> [What you have to do]: Retype the material below, keeping each line identical.
### Records provided
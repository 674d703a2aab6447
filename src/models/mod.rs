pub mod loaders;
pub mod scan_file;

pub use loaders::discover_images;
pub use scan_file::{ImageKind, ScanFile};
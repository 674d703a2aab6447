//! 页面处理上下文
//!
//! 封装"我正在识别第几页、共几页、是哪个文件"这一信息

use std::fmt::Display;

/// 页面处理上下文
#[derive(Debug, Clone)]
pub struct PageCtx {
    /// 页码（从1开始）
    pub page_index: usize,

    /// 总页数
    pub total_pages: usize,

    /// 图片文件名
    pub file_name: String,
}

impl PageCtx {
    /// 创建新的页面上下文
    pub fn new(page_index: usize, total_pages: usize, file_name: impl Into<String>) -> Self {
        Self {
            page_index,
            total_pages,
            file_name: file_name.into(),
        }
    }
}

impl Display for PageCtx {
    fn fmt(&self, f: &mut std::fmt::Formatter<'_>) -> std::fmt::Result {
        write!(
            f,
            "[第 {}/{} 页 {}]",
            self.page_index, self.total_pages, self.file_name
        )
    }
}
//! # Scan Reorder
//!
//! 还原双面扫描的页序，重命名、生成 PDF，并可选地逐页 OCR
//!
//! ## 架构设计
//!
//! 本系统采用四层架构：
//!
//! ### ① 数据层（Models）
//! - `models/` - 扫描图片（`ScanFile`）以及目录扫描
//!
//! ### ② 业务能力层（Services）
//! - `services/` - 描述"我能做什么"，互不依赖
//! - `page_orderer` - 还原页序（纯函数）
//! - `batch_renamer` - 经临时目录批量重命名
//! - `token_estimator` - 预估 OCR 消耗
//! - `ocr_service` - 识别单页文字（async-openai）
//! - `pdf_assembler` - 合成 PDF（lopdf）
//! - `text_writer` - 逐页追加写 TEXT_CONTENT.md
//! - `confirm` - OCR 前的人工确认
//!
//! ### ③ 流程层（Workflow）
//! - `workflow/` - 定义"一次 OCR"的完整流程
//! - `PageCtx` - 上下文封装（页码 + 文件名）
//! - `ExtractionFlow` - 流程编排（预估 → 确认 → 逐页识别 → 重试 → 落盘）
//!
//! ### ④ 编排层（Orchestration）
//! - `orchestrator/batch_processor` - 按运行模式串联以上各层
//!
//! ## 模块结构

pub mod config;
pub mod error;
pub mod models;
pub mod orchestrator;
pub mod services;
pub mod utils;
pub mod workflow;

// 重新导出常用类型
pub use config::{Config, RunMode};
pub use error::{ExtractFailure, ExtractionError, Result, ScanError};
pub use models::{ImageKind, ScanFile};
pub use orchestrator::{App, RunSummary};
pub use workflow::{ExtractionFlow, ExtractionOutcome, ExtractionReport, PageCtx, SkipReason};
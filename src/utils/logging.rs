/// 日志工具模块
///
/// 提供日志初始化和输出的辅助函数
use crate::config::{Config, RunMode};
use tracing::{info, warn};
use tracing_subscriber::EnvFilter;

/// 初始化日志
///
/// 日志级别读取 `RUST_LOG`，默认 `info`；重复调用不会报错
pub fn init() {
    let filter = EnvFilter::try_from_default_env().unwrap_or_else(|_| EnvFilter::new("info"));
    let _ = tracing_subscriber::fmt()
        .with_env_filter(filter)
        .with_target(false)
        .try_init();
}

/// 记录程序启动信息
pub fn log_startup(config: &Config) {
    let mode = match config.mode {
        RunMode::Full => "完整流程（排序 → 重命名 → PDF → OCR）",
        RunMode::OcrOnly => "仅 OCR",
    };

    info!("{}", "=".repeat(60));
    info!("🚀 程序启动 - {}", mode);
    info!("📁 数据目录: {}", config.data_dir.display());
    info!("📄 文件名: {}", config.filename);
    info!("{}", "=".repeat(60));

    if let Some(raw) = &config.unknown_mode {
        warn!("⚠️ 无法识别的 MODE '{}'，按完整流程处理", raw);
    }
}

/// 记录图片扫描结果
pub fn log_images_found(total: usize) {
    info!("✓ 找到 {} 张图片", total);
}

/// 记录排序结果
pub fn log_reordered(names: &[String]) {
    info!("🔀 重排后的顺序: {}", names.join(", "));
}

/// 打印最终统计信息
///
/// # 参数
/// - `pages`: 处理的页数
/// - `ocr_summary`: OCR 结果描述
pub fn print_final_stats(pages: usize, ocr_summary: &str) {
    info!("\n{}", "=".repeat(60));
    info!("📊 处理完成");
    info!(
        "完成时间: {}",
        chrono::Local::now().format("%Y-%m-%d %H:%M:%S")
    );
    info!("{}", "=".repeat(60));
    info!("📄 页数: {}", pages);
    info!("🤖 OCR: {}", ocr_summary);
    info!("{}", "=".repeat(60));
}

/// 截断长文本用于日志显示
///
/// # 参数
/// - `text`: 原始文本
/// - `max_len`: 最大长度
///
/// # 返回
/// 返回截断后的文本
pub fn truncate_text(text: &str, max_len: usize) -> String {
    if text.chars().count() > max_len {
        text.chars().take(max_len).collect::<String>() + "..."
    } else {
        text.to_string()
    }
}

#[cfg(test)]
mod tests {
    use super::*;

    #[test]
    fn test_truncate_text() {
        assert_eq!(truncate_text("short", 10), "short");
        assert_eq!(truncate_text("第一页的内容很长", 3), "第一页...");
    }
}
######
> [Solution below]:
repository 674d703a2aab6447
filename src/models/mod.rs
pub mod loaders;
pub mod scan_file;

pub use loaders::discover_images;
pub use scan_file::{ImageKind, ScanFile};
repository 674d703a2aab6447
//! 页面处理上下文
//!
//! 封装"我正在识别第几页、共几页、是哪个文件"这一信息

use std::fmt::Display;

/// 页面处理上下文
#[derive(Debug, Clone)]
pub struct PageCtx {
    /// 页码（从1开始）
    pub page_index: usize,

    /// 总页数
    pub total_pages: usize,

    /// 图片文件名
    pub file_name: String,
}

impl PageCtx {
    /// 创建新的页面上下文
    pub fn new(page_index: usize, total_pages: usize, file_name: impl Into<String>) -> Self {
        Self {
            page_index,
            total_pages,
            file_name: file_name.into(),
        }
    }
}

impl Display for PageCtx {
    fn fmt(&self, f: &mut std::fmt::Formatter<'_>) -> std::fmt::Result {
        write!(
            f,
            "[第 {}/{} 页 {}]",
            self.page_index, self.total_pages, self.file_name
        )
    }
}
//! # Scan Reorder
//!
//! 还原双面扫描的页序，重命名、生成 PDF，并可选地逐页 OCR
//!
//! ## 架构设计
//!
//! 本系统采用四层架构：
//!
//! ### ① 数据层（Models）
//! - `models/` - 扫描图片（`ScanFile`）以及目录扫描
//!
//! ### ② 业务能力层（Services）
//! - `services/` - 描述"我能做什么"，互不依赖
//! - `page_orderer` - 还原页序（纯函数）
//! - `batch_renamer` - 经临时目录批量重命名
//! - `token_estimator` - 预估 OCR 消耗
//! - `ocr_service` - 识别单页文字（async-openai）
//! - `pdf_assembler` - 合成 PDF（lopdf）
//! - `text_writer` - 逐页追加写 TEXT_CONTENT.md
//! - `confirm` - OCR 前的人工确认
//!
//! ### ③ 流程层（Workflow）
//! - `workflow/` - 定义"一次 OCR"的完整流程
//! - `PageCtx` - 上下文封装（页码 + 文件名）
//! - `ExtractionFlow` - 流程编排（预估 → 确认 → 逐页识别 → 重试 → 落盘）
//!
//! ### ④ 编排层（Orchestration）
//! - `orchestrator/batch_processor` - 按运行模式串联以上各层
//!
//! ## 模块结构

pub mod config;
pub mod error;
pub mod models;
pub mod orchestrator;
pub mod services;
pub mod utils;
pub mod workflow;

// 重新导出常用类型
pub use config::{Config, RunMode};
pub use error::{ExtractFailure, ExtractionError, Result, ScanError};
pub use models::{ImageKind, ScanFile};
pub use orchestrator::{App, RunSummary};
pub use workflow::{ExtractionFlow, ExtractionOutcome, ExtractionReport, PageCtx, SkipReason};
filename src/utils/logging.rs
/// 日志工具模块
///
/// 提供日志初始化和输出的辅助函数
use crate::config::{Config, RunMode};
use tracing::{info, warn};
use tracing_subscriber::EnvFilter;

/// 初始化日志
///
/// 日志级别读取 `RUST_LOG`，默认 `info`；重复调用不会报错
pub fn init() {
    let filter = EnvFilter::try_from_default_env().unwrap_or_else(|_| EnvFilter::new("info"));
    let _ = tracing_subscriber::fmt()
        .with_env_filter(filter)
        .with_target(false)
        .try_init();
}

/// 记录程序启动信息
pub fn log_startup(config: &Config) {
    let mode = match config.mode {
        RunMode::Full => "完整流程（排序 → 重命名 → PDF → OCR）",
        RunMode::OcrOnly => "仅 OCR",
    };

    info!("{}", "=".repeat(60));
    info!("🚀 程序启动 - {}", mode);
    info!("📁 数据目录: {}", config.data_dir.display());
    info!("📄 文件名: {}", config.filename);
    info!("{}", "=".repeat(60));

    if let Some(raw) = &config.unknown_mode {
        warn!("⚠️ 无法识别的 MODE '{}'，按完整流程处理", raw);
    }
}

/// 记录图片扫描结果
pub fn log_images_found(total: usize) {
    info!("✓ 找到 {} 张图片", total);
}

/// 记录排序结果
pub fn log_reordered(names: &[String]) {
    info!("🔀 重排后的顺序: {}", names.join(", "));
}

/// 打印最终统计信息
///
/// # 参数
/// - `pages`: 处理的页数
/// - `ocr_summary`: OCR 结果描述
pub fn print_final_stats(pages: usize, ocr_summary: &str) {
    info!("\n{}", "=".repeat(60));
    info!("📊 处理完成");
    info!(
        "完成时间: {}",
        chrono::Local::now().format("%Y-%m-%d %H:%M:%S")
    );
    info!("{}", "=".repeat(60));
    info!("📄 页数: {}", pages);
    info!("🤖 OCR: {}", ocr_summary);
    info!("{}", "=".repeat(60));
}

/// 截断长文本用于日志显示
///
/// # 参数
/// - `text`: 原始文本
/// - `max_len`: 最大长度
///
/// # 返回
/// 返回截断后的文本
pub fn truncate_text(text: &str, max_len: usize) -> String {
    if text.chars().count() > max_len {
        text.chars().take(max_len).collect::<String>() + "..."
    } else {
        text.to_string()
    }
}

#[cfg(test)]
mod tests {
    use super::*;

    #[test]
    fn test_truncate_text() {
        assert_eq!(truncate_text("short", 10), "short");
        assert_eq!(truncate_text("第一页的内容很长", 3), "第一页...");
    }
}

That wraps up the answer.